The calculation requires the selection of the particle sizes of index k, which has not yet been discussed. A straightforward solution is to use the mean diameters of the impactor stages to solve the group of equations, but this may result in unstable computational results especially when the useful signal is concentrated on only a few stages. To remedy this, at the first stage, the measured data from the entire measurement is analyzed by checking which of the impactor stages collect charge during the entire measurement. The size range used in the calculation is then limited to cover these stages. First, the maximum charge values over an entire measurement for all of the stages are searched. Then, the stages are selected for which the stage maximum value is more than 10% of the highest value over an entire measurement. To capture all of the required signal, adjacent stages are also considered. The size range used in the calculation is then selected logarithmically so that the first and last sizes are the mean diameters of the adjacent stages. For instance, if the 10% limit is exceeded for stages 5, 6, and 7, the size range is a logarithmic series from the mean diameter of stage 4 to the mean diameter of stage 8, with 14 different particle sizes. The limitation of the size range affects the solution through changes in the collection efficiency terms ak,m.
Measurements
The measurement setup is described in . The mobility classification is achieved using a 280 mm long Vienna type DMA (Winklmayr et al. Citation1991) operated with a closed sheath flow loop. A sample to sheath flow ratio of 1/10 was used. The ELPI+ (Dekati Ltd., Finland) requires a sample flow of 10 l/min, which is far higher than the DMA inlet flow (2 l/min in all charge distribution measurements). As shown in , the setup has an additional bypass loop to ensure that the inlet flow rate stays constant if the DMA flows are changed. The flow rate through this bypass loop is adjusted with needle valves, and the particles are removed using a HEPA filter. The ELPI+ was operated with the charger and the ion trap switched off, and the particles were collected in the impactor into aluminum foil collection substrates, which were covered by a thin layer of vacuum grease (Apiezon L, M&I Materials Ltd., UK).

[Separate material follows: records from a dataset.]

use std::collections::VecDeque;
use std::time::{Duration, Instant};

#[derive(Clone, Debug, PartialEq, Eq)]
pub(crate) struct Toast {
    pub(crate) title: String,
    pub(crate) body: String,
    pub(crate) raised_at: Instant,
}

/// Transient notifications, newest last. Expired ones are pruned by the
/// frame loop.
#[derive(Debug)]
pub(crate) struct Toasts {
    items: VecDeque<Toast>,
    ttl: Duration,
}

impl Toasts {
    const MAX_VISIBLE: usize = 3;

    pub(crate) fn new(ttl: Duration) -> Self {
        Self {
            items: VecDeque::new(),
            ttl,
        }
    }

    pub(crate) fn raise(&mut self, title: &str, body: &str) {
        self.items.push_back(Toast {
            title: title.to_string(),
            body: body.to_string(),
            raised_at: Instant::now(),
        });
        while self.items.len() > Self::MAX_VISIBLE {
            self.items.pop_front();
        }
    }

    pub(crate) fn prune(&mut self, now: Instant) {
        let ttl = self.ttl;
        self.items
            .retain(|t| now.saturating_duration_since(t.raised_at) < ttl);
    }

    pub(crate) fn iter(&self) -> impl Iterator<Item = &Toast> {
        self.items.iter()
    }

    #[cfg(test)]
    pub(crate) fn len(&self) -> usize {
        self.items.len()
    }
}
use crate::canvas::PixelCanvas;
use crate::chat::{ChatController, ControllerOptions, HttpTransport};
use crate::config::{self, Cli, Settings};
use crate::frame_loop::FrameLoop;
use crate::input::{self, Action};
use crate::logging;
use crate::particles::{ParticleField, Pointer, Viewport};
use crate::ui::{self, View};
use anyhow::Result;
use clap::Parser;
use crossterm::{
    cursor,
    event::{DisableMouseCapture, EnableMouseCapture},
    execute,
    terminal::{
        self, BeginSynchronizedUpdate, DisableLineWrap, EnableLineWrap, EndSynchronizedUpdate,
        EnterAlternateScreen, LeaveAlternateScreen,
    },
};
use ratatui::{backend::CrosstermBackend, Terminal};
use std::{
    io::{self, Stdout},
    time::{Duration, Instant},
};
use tokio_util::sync::CancellationToken;
use tracing::{debug, info, warn};

const TITLE: &str = "AI ChatBot";

struct App {
    settings: Settings,
    chat: ChatController<HttpTransport>,
    field: ParticleField,
    canvas: PixelCanvas,
    pointer: Option<Pointer>,
    terminal: Terminal<CrosstermBackend<Stdout>>,
    cancel: CancellationToken,
    started: Instant,
}

impl App {
    fn tick(&mut self, dt: Duration) -> Result<()> {
        for ev in input::collect_events()? {
            if let Some(action) = input::map_event(&ev) {
                self.dispatch(action);
            }
        }

        self.chat.poll();
        self.chat.toasts_mut().prune(Instant::now());

        self.field.step(dt, self.pointer);
        self.field.render(&mut self.canvas);

        let layout = ui::card_layout(self.terminal.size()?);
        let elapsed = self.started.elapsed();
        let lines = ui::transcript_lines(
            self.chat.transcript().entries(),
            layout.transcript.width,
            &self.settings.bot_name,
            elapsed,
            self.settings.theme.style(),
        );
        self.chat
            .scroll_mut()
            .sync(lines.len(), layout.transcript.height as usize);

        let view = View {
            canvas: &self.canvas,
            theme: self.settings.theme,
            title: TITLE,
            lines,
            first_visible: self.chat.scroll().first_visible(),
            show_jump: self.chat.scroll().shows_jump(),
            input: self.chat.input(),
            busy: self.chat.is_busy(),
            can_send: self.chat.can_submit(),
            toasts: self.chat.toasts().iter().collect(),
            elapsed,
        };
        self.terminal.draw(|f| ui::draw(f, view))?;
        Ok(())
    }

    fn dispatch(&mut self, action: Action) {
        match action {
            Action::Quit => {
                info!("quit requested");
                self.cancel.cancel();
            }
            Action::Submit => {
                self.chat.submit();
            }
            Action::Insert(ch) => self.chat.insert_char(ch),
            Action::Backspace => self.chat.backspace(),
            Action::ScrollUp(n) => self.chat.scroll_mut().scroll_up(n),
            Action::ScrollDown(n) => self.chat.scroll_mut().scroll_down(n),
            Action::JumpToBottom => self.chat.scroll_mut().jump_to_bottom(),
            Action::NextTheme => {
                let theme = self.settings.theme.next();
                self.settings.theme = theme;
                self.field.set_theme(theme);
                info!(theme = theme.style().name, "theme changed");
            }
            Action::Pointer { col, row } => self.pointer = Some(Pointer::from_cell(col, row)),
            Action::Resize { cols, rows } => {
                debug!(cols, rows, "terminal resized");
                self.canvas = PixelCanvas::for_cells(cols, rows);
                self.field.resize(Viewport::from_cells(cols, rows));
            }
        }
    }
}

fn setup_terminal() -> Result<Terminal<CrosstermBackend<Stdout>>> {
    terminal::enable_raw_mode()?;
    let entered = (|| -> Result<_> {
        let mut out = io::stdout();
        execute!(
            out,
            EnterAlternateScreen,
            EnableMouseCapture,
            DisableLineWrap,
            cursor::Hide
        )?;
        let backend = CrosstermBackend::new(out);
        let mut terminal = Terminal::new(backend)?;
        terminal.clear()?;
        Ok(terminal)
    })();
    restore_on_err(entered, || {
        let _ = leave_terminal();
    })
}

/// Hands `res` back unchanged, running `restore` first if it failed.
fn restore_on_err<T>(res: Result<T>, restore: impl FnOnce()) -> Result<T> {
    if res.is_err() {
        restore();
    }
    res
}

fn leave_terminal() -> Result<()> {
    let mut out = io::stdout();
    execute!(
        out,
        BeginSynchronizedUpdate,
        DisableMouseCapture,
        cursor::Show,
        EnableLineWrap,
        LeaveAlternateScreen,
        EndSynchronizedUpdate
    )?;
    terminal::disable_raw_mode()?;
    Ok(())
}

fn restore_terminal(term: &mut Terminal<CrosstermBackend<Stdout>>) -> Result<()> {
    leave_terminal()?;
    term.show_cursor()?;
    Ok(())
}

pub(crate) async fn run() -> Result<()> {
    let cli = Cli::parse();
    let paths = config::project_paths()?;
    let mut settings = config::load_settings(&paths.settings_path);
    settings.apply_cli(&cli);
    logging::init(&paths.log_path)?;

    let transport = HttpTransport::new(&settings.endpoint);
    info!(
        url = transport.url(),
        theme = settings.theme.style().name,
        fps = settings.fps_cap,
        "starting"
    );
    let chat = ChatController::new(
        transport,
        ControllerOptions {
            request_timeout: settings.request_timeout(),
            scroll_threshold: settings.scroll_threshold_lines,
            toast_ttl: settings.toast_ttl(),
        },
    );

    let mut terminal = setup_terminal()?;
    let size = restore_on_err(terminal.size().map_err(Into::into), || {
        let _ = restore_terminal(&mut terminal);
    })?;
    let mut field = ParticleField::new(settings.theme, settings.seed);
    field.initialize(Some(Viewport::from_cells(size.width, size.height)));

    let cancel = CancellationToken::new();
    let frame_loop = FrameLoop::new(settings.fps_cap, cancel.clone());
    let mut app = App {
        settings,
        chat,
        field,
        canvas: PixelCanvas::for_cells(size.width, size.height),
        pointer: None,
        terminal,
        cancel,
        started: Instant::now(),
    };

    let frames = frame_loop.run(|dt| app.tick(dt)).await;

    // terminal comes back even if the loop failed
    let restored = restore_terminal(&mut app.terminal);
    app.chat.shutdown();
    if let Err(e) = config::save_settings_atomic(&paths.settings_path, &app.settings) {
        warn!(error = %e, "could not save settings");
    }

    let frames = frames?;
    restored?;
    info!(frames, "shut down");
    Ok(())
}

#[cfg(test)]
mod tests {
    use super::*;
    use std::cell::Cell;

    #[test]
    fn failed_setup_restores_before_reporting() {
        let restored = Cell::new(false);
        let res: Result<u8> = restore_on_err(Err(anyhow::anyhow!("no tty")), || restored.set(true));
        assert!(restored.get());
        assert_eq!(res.unwrap_err().to_string(), "no tty");
    }

    #[test]
    fn successful_setup_leaves_the_terminal_alone() {
        let restored = Cell::new(false);
        let res = restore_on_err(Ok(7u8), || restored.set(true));
        assert!(!restored.get());
        assert_eq!(res.unwrap(), 7);
    }
}
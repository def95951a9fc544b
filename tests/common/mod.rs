//! Shared test infrastructure for index and broadcast integration tests.

// Shared across test binaries; not every helper is used by each.
#![allow(dead_code)]

use std::collections::{BTreeSet, HashMap};
use std::net::Ipv4Addr;
use std::sync::atomic::{AtomicBool, Ordering};
use std::sync::Arc;

use async_trait::async_trait;
use chrono::{DateTime, Utc};
use parking_lot::Mutex;

use routebeacon::broadcast::{Delta, PeerWriter};
use routebeacon::index::{DeltaSink, PublishItem};
use routebeacon::Error;

/// Delta sink that records everything the index emits.
pub struct RecordingSink {
    deltas: Mutex<Vec<Delta>>,
}

impl RecordingSink {
    pub fn new() -> Arc<Self> {
        Arc::new(Self {
            deltas: Mutex::new(Vec::new()),
        })
    }

    /// Drain and return every recorded delta.
    pub fn take(&self) -> Vec<Delta> {
        std::mem::take(&mut *self.deltas.lock())
    }
}

#[async_trait]
impl DeltaSink for RecordingSink {
    async fn publish_delta(&self, delta: Delta) {
        self.deltas.lock().push(delta);
    }
}

/// A fake peer: records delivered deltas and can be switched into a failing
/// mode to exercise the hub's error handling.
#[derive(Clone, Default)]
pub struct PeerRecorder {
    deltas: Arc<Mutex<Vec<Delta>>>,
    fail: Arc<AtomicBool>,
}

struct RecorderWriter(PeerRecorder);

#[async_trait]
impl PeerWriter for RecorderWriter {
    async fn send(&mut self, delta: &Delta) -> Result<(), Error> {
        if self.0.fail.load(Ordering::Acquire) {
            return Err(Error::Io(std::io::Error::other("simulated peer failure")));
        }
        self.0.deltas.lock().push(delta.clone());
        Ok(())
    }
}

impl PeerRecorder {
    pub fn new() -> Self {
        Self::default()
    }

    /// A writer backed by this recorder, for handing to the hub.
    pub fn writer(&self) -> Box<dyn PeerWriter> {
        Box::new(RecorderWriter(self.clone()))
    }

    /// Make every subsequent delivery fail (or succeed again).
    pub fn set_failing(&self, failing: bool) {
        self.fail.store(failing, Ordering::Release);
    }

    /// Deltas delivered so far, in order.
    pub fn deltas(&self) -> Vec<Delta> {
        self.deltas.lock().clone()
    }

    /// The address set this peer holds after applying every delivered delta
    /// in order, starting from empty.
    pub fn view(&self) -> Vec<Ipv4Addr> {
        let mut held = BTreeSet::new();
        for delta in self.deltas.lock().iter() {
            for address in &delta.to_remove {
                held.remove(address);
            }
            for address in &delta.to_add {
                held.insert(*address);
            }
        }
        held.into_iter().collect()
    }
}

pub fn addr(s: &str) -> Ipv4Addr {
    s.parse().unwrap()
}

pub fn addrs(list: &[&str]) -> Vec<Ipv4Addr> {
    list.iter().map(|s| addr(s)).collect()
}

/// Build a publish item from (address, expiry) pairs.
pub fn publish_item(
    domain: &str,
    expire: DateTime<Utc>,
    record: &[(&str, DateTime<Utc>)],
) -> PublishItem {
    let record: HashMap<Ipv4Addr, DateTime<Utc>> =
        record.iter().map(|(a, t)| (addr(a), *t)).collect();
    PublishItem {
        domain: domain.to_string(),
        expire,
        record,
    }
}

/// Assert the delta soundness contract: both lists sorted ascending,
/// duplicate-free and disjoint.
pub fn assert_sound(delta: &Delta) {
    let mut sorted = delta.to_add.clone();
    sorted.sort_unstable();
    sorted.dedup();
    assert_eq!(delta.to_add, sorted, "to_add must be sorted and unique");

    let mut sorted = delta.to_remove.clone();
    sorted.sort_unstable();
    sorted.dedup();
    assert_eq!(delta.to_remove, sorted, "to_remove must be sorted and unique");

    let adds: BTreeSet<_> = delta.to_add.iter().collect();
    assert!(
        delta.to_remove.iter().all(|a| !adds.contains(a)),
        "to_add and to_remove must be disjoint"
    );
}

Figure 3. Measurement setup.
The measurement routine consisted of scanning the DMA voltage and measuring the particles with the ELPI+. The DMA voltage was logged directly by the ELPI+ analog input channel to assemble all of the data into a single file. One measurement point consisted of 10 s stabilization and 10 s measurement periods. There were 20 measurement points, resulting in a total time of 400 s for one charge distribution. Data processing was conducted in a Matlab environment (Matlab 2015a, Mathworks Inc., MA, USA).
To study the performance of the developed method, laboratory measurements were conducted using particles of a known size, charging state and material properties. Singly charged particles were used to test that the method is capable of estimating low numbers of elementary charges per particle. The singly charged particles were generated by the Singly Charged Aerosol Reference (SCAR; Yli-Ojanperä et al. Citation2010). This is a reliable reference method because practically all particles are singly charged (Högström et al. Citation2011). The particles were composed of an approximately 10 nm NaCl or Ag seed particle surrounded by liquid diethylhexyl sebacate (DEHS). Size distributions were acquired by measuring the total electric current from the ELPI (charger and ion trap switched off) during the DMA scan. Because particles were known to be singly charged, there was a one-to-one correspondence between the total electric current and the particle number concentration in this special case. The size distributions, measured using the DMA, are shown in Figure S1a (see the SI). The generated particle sizes were 50, 100, 200, and 500 nm, with rather narrow size distributions, the Geometric Standard Deviations (GSD) ranged between 1.06 and 1.15. Because the particle sizes are significantly larger than the seed particle size, the seed particle has a minimal effect on the density. Thus, the particle density was approximated by the bulk density value of pure DEHS, which is 0.914 g/cm3.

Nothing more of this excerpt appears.